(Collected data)
════
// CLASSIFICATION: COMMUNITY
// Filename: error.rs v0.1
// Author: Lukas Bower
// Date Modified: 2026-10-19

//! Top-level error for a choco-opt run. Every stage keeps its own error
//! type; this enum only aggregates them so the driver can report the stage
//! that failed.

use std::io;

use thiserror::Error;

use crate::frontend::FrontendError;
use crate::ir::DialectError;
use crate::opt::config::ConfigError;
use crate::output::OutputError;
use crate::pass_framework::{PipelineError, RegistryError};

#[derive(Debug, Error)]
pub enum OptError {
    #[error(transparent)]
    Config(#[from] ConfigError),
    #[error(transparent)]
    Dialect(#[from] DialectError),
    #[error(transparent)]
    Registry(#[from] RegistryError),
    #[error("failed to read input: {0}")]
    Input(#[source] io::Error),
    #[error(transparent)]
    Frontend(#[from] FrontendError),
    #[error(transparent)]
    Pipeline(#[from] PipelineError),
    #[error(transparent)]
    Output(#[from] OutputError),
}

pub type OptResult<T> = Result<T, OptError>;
════
→ DIRECTIONS: From the line containing "use crate::frontend::FrontendError;" through the last line of the entries above, print each line exactly as it stands.

→ REPLY TO THE TASK:
use crate::frontend::FrontendError;
use crate::ir::DialectError;
use crate::opt::config::ConfigError;
use crate::output::OutputError;
use crate::pass_framework::{PipelineError, RegistryError};

#[derive(Debug, Error)]
pub enum OptError {
    #[error(transparent)]
    Config(#[from] ConfigError),
    #[error(transparent)]
    Dialect(#[from] DialectError),
    #[error(transparent)]
    Registry(#[from] RegistryError),
    #[error("failed to read input: {0}")]
    Input(#[source] io::Error),
    #[error(transparent)]
    Frontend(#[from] FrontendError),
    #[error(transparent)]
    Pipeline(#[from] PipelineError),
    #[error(transparent)]
    Output(#[from] OutputError),
}

pub type OptResult<T> = Result<T, OptError>;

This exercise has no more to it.